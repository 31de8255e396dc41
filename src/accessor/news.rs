// ============================================================================
// Accesseur : news société
// ============================================================================
// fetch_news(symbol, api_key) -> Arc<Vec<NewsItem>>
//
// - clé vide : liste vide, aucun appel réseau
// - fenêtre [aujourd'hui - 30 jours, aujourd'hui] (date UTC de l'horloge)
// - articles sans titre ou sans URL écartés
// - erreur transport / statut != 200 : liste vide
// - mémoïsé par (symbol, clé), TTL 30 min
// ============================================================================

use std::sync::Arc;

use chrono::Duration;
use tracing::{debug, instrument, warn};

use crate::api::{NewsProvider, NewsRequest, RawNewsItem};
use crate::cache::{Clock, TtlCache};
use crate::models::NewsItem;

/// TTL des news (secondes)
pub const NEWS_TTL_SECS: i64 = 1800;

/// Profondeur de la fenêtre de news (jours)
pub const NEWS_LOOKBACK_DAYS: i64 = 30;

pub struct NewsAccessor {
    provider: Box<dyn NewsProvider>,
    cache: TtlCache<(String, String), Vec<NewsItem>>,
    clock: Arc<dyn Clock>,
}

impl NewsAccessor {
    pub fn new(provider: Box<dyn NewsProvider>, clock: Arc<dyn Clock>) -> Self {
        Self {
            provider,
            cache: TtlCache::new(Arc::clone(&clock)),
            clock,
        }
    }

    /// News récentes du ticker, dans l'ordre du fournisseur
    #[instrument(skip(self, api_key))]
    pub async fn fetch_news(&mut self, symbol: &str, api_key: &str) -> Arc<Vec<NewsItem>> {
        if api_key.trim().is_empty() {
            debug!("No API key, skipping news fetch");
            return Arc::new(Vec::new());
        }

        let to = self.clock.now().date_naive();
        let request = NewsRequest {
            symbol: symbol.to_string(),
            from: to - Duration::days(NEWS_LOOKBACK_DAYS),
            to,
            token: api_key.to_string(),
        };

        let provider = &self.provider;
        self.cache
            .get_or_compute(
                (symbol.to_string(), api_key.to_string()),
                Duration::seconds(NEWS_TTL_SECS),
                || async move {
                    match provider.company_news(&request).await {
                        Ok(raw) => keep_complete(raw),
                        Err(e) => {
                            warn!(error = ?e, "News unavailable, using empty list");
                            Vec::new()
                        }
                    }
                },
            )
            .await
    }
}

/// Ne garde que les articles avec titre et URL non vides
fn keep_complete(raw: Vec<RawNewsItem>) -> Vec<NewsItem> {
    raw.into_iter()
        .filter_map(|item| {
            let headline = item.headline.filter(|h| !h.trim().is_empty())?;
            let url = item.url.filter(|u| !u.trim().is_empty())?;
            Some(NewsItem {
                headline,
                url,
                source: item.source.filter(|s| !s.trim().is_empty()),
                published_at: item.datetime.unwrap_or_default(),
            })
        })
        .collect()
}

// ============================================================================
// Tests unitaires
// ============================================================================

#[cfg(test)]
mod tests {
    use super::*;
    use crate::cache::ManualClock;
    use anyhow::Result;
    use async_trait::async_trait;
    use chrono::{NaiveDate, TimeZone, Utc};
    use std::sync::atomic::{AtomicUsize, Ordering};
    use std::sync::Mutex;

    /// Faux fournisseur : enregistre les requêtes, échoue si `fail`
    struct RecordingProvider {
        calls: Arc<AtomicUsize>,
        last_request: Arc<Mutex<Option<NewsRequest>>>,
        fail: bool,
    }

    #[async_trait]
    impl NewsProvider for RecordingProvider {
        async fn company_news(&self, request: &NewsRequest) -> Result<Vec<RawNewsItem>> {
            self.calls.fetch_add(1, Ordering::SeqCst);
            *self.last_request.lock().unwrap() = Some(request.clone());
            if self.fail {
                anyhow::bail!("Finnhub returned HTTP 429 Too Many Requests");
            }
            Ok(vec![
                RawNewsItem {
                    headline: Some("Apple ships".into()),
                    url: Some("https://x/a".into()),
                    source: Some("Reuters".into()),
                    datetime: Some(1_709_640_000),
                },
                RawNewsItem {
                    headline: None,
                    url: Some("https://x/b".into()),
                    ..Default::default()
                },
                RawNewsItem {
                    headline: Some("No link".into()),
                    url: Some("  ".into()),
                    ..Default::default()
                },
                RawNewsItem {
                    headline: Some("Anonymous".into()),
                    url: Some("https://x/c".into()),
                    source: Some("".into()),
                    datetime: None,
                },
            ])
        }
    }

    struct Harness {
        accessor: NewsAccessor,
        clock: Arc<ManualClock>,
        calls: Arc<AtomicUsize>,
        last_request: Arc<Mutex<Option<NewsRequest>>>,
    }

    fn harness(fail: bool) -> Harness {
        let clock = Arc::new(ManualClock::new(Utc.with_ymd_and_hms(2024, 3, 5, 12, 0, 0).unwrap()));
        let calls = Arc::new(AtomicUsize::new(0));
        let last_request = Arc::new(Mutex::new(None));
        let provider = RecordingProvider {
            calls: Arc::clone(&calls),
            last_request: Arc::clone(&last_request),
            fail,
        };
        Harness {
            accessor: NewsAccessor::new(Box::new(provider), clock.clone()),
            clock,
            calls,
            last_request,
        }
    }

    #[tokio::test]
    async fn test_empty_key_skips_provider() {
        let mut h = harness(false);

        assert!(h.accessor.fetch_news("AAPL", "").await.is_empty());
        assert!(h.accessor.fetch_news("AAPL", "   ").await.is_empty());
        assert_eq!(h.calls.load(Ordering::SeqCst), 0);
    }

    #[tokio::test]
    async fn test_request_covers_trailing_thirty_days() {
        let mut h = harness(false);

        h.accessor.fetch_news("AAPL", "key").await;

        let request = h.last_request.lock().unwrap().clone().unwrap();
        assert_eq!(request.symbol, "AAPL");
        assert_eq!(request.from, NaiveDate::from_ymd_opt(2024, 2, 4).unwrap());
        assert_eq!(request.to, NaiveDate::from_ymd_opt(2024, 3, 5).unwrap());
        assert_eq!(request.token, "key");
    }

    #[tokio::test]
    async fn test_incomplete_items_filtered() {
        let mut h = harness(false);

        let items = h.accessor.fetch_news("AAPL", "key").await;

        assert_eq!(items.len(), 2);
        assert_eq!(items[0].headline, "Apple ships");
        assert_eq!(items[0].source_label(), "Reuters");
        assert_eq!(items[1].headline, "Anonymous");
        assert_eq!(items[1].source, None);
    }

    #[tokio::test]
    async fn test_memoized_per_symbol_and_key() {
        let mut h = harness(false);

        let first = h.accessor.fetch_news("AAPL", "key").await;
        h.clock.advance(Duration::seconds(1799));
        let second = h.accessor.fetch_news("AAPL", "key").await;
        assert!(Arc::ptr_eq(&first, &second));
        assert_eq!(h.calls.load(Ordering::SeqCst), 1);

        h.accessor.fetch_news("AAPL", "other-key").await;
        h.accessor.fetch_news("TSLA", "key").await;
        assert_eq!(h.calls.load(Ordering::SeqCst), 3);

        h.clock.advance(Duration::seconds(2));
        h.accessor.fetch_news("AAPL", "key").await;
        assert_eq!(h.calls.load(Ordering::SeqCst), 4);
    }

    #[tokio::test]
    async fn test_provider_error_degrades_to_empty() {
        let mut h = harness(true);

        assert!(h.accessor.fetch_news("AAPL", "key").await.is_empty());
        assert_eq!(h.calls.load(Ordering::SeqCst), 1);
    }
}
// ============================================================================
// Cache TTL et horloge
// ============================================================================
// Couche de mémoïsation des accesseurs : une valeur calculée pour une clé est
// réutilisée jusqu'à son expiration, puis recalculée.
//
// - Pas de LRU, pas de taille maximale : seule l'expiration retire une entrée
// - L'horloge est injectée (trait Clock) pour tester le TTL sans attendre
// - Les valeurs sont partagées via Arc : deux appels dans le TTL rendent
//   exactement le même objet
// ============================================================================

use std::collections::HashMap;
use std::future::Future;
use std::hash::Hash;
use std::sync::{Arc, Mutex};

use chrono::{DateTime, Duration, Utc};
use tracing::trace;

// ============================================================================
// Horloge
// ============================================================================

/// Source de "maintenant" pour le cache, le contrôleur de rafraîchissement et
/// les dates de la requête de news
pub trait Clock: Send + Sync {
    fn now(&self) -> DateTime<Utc>;
}

/// Horloge système
#[derive(Debug, Clone, Copy, Default)]
pub struct SystemClock;

impl Clock for SystemClock {
    fn now(&self) -> DateTime<Utc> {
        Utc::now()
    }
}

/// Horloge réglée à la main (tests, rejeu)
#[derive(Debug)]
pub struct ManualClock {
    now: Mutex<DateTime<Utc>>,
}

impl ManualClock {
    pub fn new(start: DateTime<Utc>) -> Self {
        Self {
            now: Mutex::new(start),
        }
    }

    /// Avance l'horloge
    pub fn advance(&self, by: Duration) {
        let mut now = self.now.lock().unwrap_or_else(|e| e.into_inner());
        *now += by;
    }
}

impl Clock for ManualClock {
    fn now(&self) -> DateTime<Utc> {
        *self.now.lock().unwrap_or_else(|e| e.into_inner())
    }
}

// ============================================================================
// TtlCache
// ============================================================================

/// Entrée du cache : valeur + date d'expiration
#[derive(Debug)]
struct CacheEntry<V> {
    value: Arc<V>,
    expires_at: DateTime<Utc>,
}

impl<V> CacheEntry<V> {
    fn is_fresh(&self, now: DateTime<Utc>) -> bool {
        now < self.expires_at
    }
}

/// Cache clé -> valeur avec expiration
pub struct TtlCache<K, V> {
    entries: HashMap<K, CacheEntry<V>>,
    clock: Arc<dyn Clock>,
}

impl<K, V> TtlCache<K, V>
where
    K: Eq + Hash + Clone + std::fmt::Debug,
{
    pub fn new(clock: Arc<dyn Clock>) -> Self {
        Self {
            entries: HashMap::new(),
            clock,
        }
    }

    /// Retourne la valeur en cache si elle est encore fraîche, sinon appelle
    /// `compute`, stocke son résultat pour `ttl` et le retourne
    ///
    /// CONCEPT RUST : FnOnce() -> Future
    /// - compute n'est appelé qu'en cas de miss
    /// - le calcul async est attendu ici, le cache reste la seule source
    pub async fn get_or_compute<F, Fut>(&mut self, key: K, ttl: Duration, compute: F) -> Arc<V>
    where
        F: FnOnce() -> Fut,
        Fut: Future<Output = V>,
    {
        let now = self.clock.now();
        if let Some(entry) = self.entries.get(&key) {
            if entry.is_fresh(now) {
                trace!(?key, "Cache hit");
                return Arc::clone(&entry.value);
            }
        }

        trace!(?key, "Cache miss");
        let value = Arc::new(compute().await);

        // Le calcul a pu prendre du temps : l'expiration part de la fin du calcul
        let issued_at = self.clock.now();
        self.purge_expired(issued_at);
        self.entries.insert(
            key,
            CacheEntry {
                value: Arc::clone(&value),
                expires_at: issued_at + ttl,
            },
        );
        value
    }

    /// Retire les entrées expirées
    fn purge_expired(&mut self, now: DateTime<Utc>) {
        self.entries.retain(|_, entry| entry.is_fresh(now));
    }
}

// ============================================================================
// Tests unitaires
// ============================================================================

#[cfg(test)]
mod tests {
    use super::*;
    use chrono::TimeZone;
    use std::sync::atomic::{AtomicUsize, Ordering};

    fn clock() -> Arc<ManualClock> {
        Arc::new(ManualClock::new(Utc.with_ymd_and_hms(2024, 3, 1, 9, 0, 0).unwrap()))
    }

    #[tokio::test]
    async fn test_hit_within_ttl_returns_same_object() {
        let clock = clock();
        let mut cache: TtlCache<String, Vec<u32>> = TtlCache::new(clock.clone());
        let calls = AtomicUsize::new(0);

        let first = cache
            .get_or_compute("AAPL".to_string(), Duration::seconds(3600), || async {
                calls.fetch_add(1, Ordering::SeqCst);
                vec![1, 2, 3]
            })
            .await;

        clock.advance(Duration::seconds(3599));
        let second = cache
            .get_or_compute("AAPL".to_string(), Duration::seconds(3600), || async {
                calls.fetch_add(1, Ordering::SeqCst);
                vec![4]
            })
            .await;

        assert!(Arc::ptr_eq(&first, &second));
        assert_eq!(calls.load(Ordering::SeqCst), 1);
    }

    #[tokio::test]
    async fn test_recompute_after_expiry() {
        let clock = clock();
        let mut cache: TtlCache<&'static str, u32> = TtlCache::new(clock.clone());

        let first = cache.get_or_compute("k", Duration::seconds(60), || async { 1 }).await;
        clock.advance(Duration::seconds(60));
        let second = cache.get_or_compute("k", Duration::seconds(60), || async { 2 }).await;

        assert_eq!(*first, 1);
        assert_eq!(*second, 2);
    }

    #[tokio::test]
    async fn test_keys_are_independent() {
        let clock = clock();
        let mut cache: TtlCache<(&'static str, u8), u8> = TtlCache::new(clock);

        let a = cache.get_or_compute(("AAPL", 1), Duration::seconds(60), || async { 1 }).await;
        let b = cache.get_or_compute(("AAPL", 2), Duration::seconds(60), || async { 2 }).await;

        assert_eq!((*a, *b), (1, 2));
        assert_eq!(cache.entries.len(), 2);
    }

    #[tokio::test]
    async fn test_expired_entries_purged_on_insert() {
        let clock = clock();
        let mut cache: TtlCache<&'static str, u8> = TtlCache::new(clock.clone());

        cache.get_or_compute("old", Duration::seconds(10), || async { 1 }).await;
        clock.advance(Duration::seconds(11));
        cache.get_or_compute("new", Duration::seconds(10), || async { 2 }).await;

        assert_eq!(cache.entries.len(), 1);
    }
}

----

◆ Assigned task
Send back an exact copy of only the lines from the line with "let mut cache: TtlCache<String, Vec<u32>>" up to and including the line with "let mut cache: TtlCache<&'static str, u32>" in the data above.

◆ Solution
        let mut cache: TtlCache<String, Vec<u32>> = TtlCache::new(clock.clone());
        let calls = AtomicUsize::new(0);

        let first = cache
            .get_or_compute("AAPL".to_string(), Duration::seconds(3600), || async {
                calls.fetch_add(1, Ordering::SeqCst);
                vec![1, 2, 3]
            })
            .await;

        clock.advance(Duration::seconds(3599));
        let second = cache
            .get_or_compute("AAPL".to_string(), Duration::seconds(3600), || async {
                calls.fetch_add(1, Ordering::SeqCst);
                vec![4]
            })
            .await;

        assert!(Arc::ptr_eq(&first, &second));
        assert_eq!(calls.load(Ordering::SeqCst), 1);
    }

    #[tokio::test]
    async fn test_recompute_after_expiry() {
        let clock = clock();
        let mut cache: TtlCache<&'static str, u32> = TtlCache::new(clock.clone());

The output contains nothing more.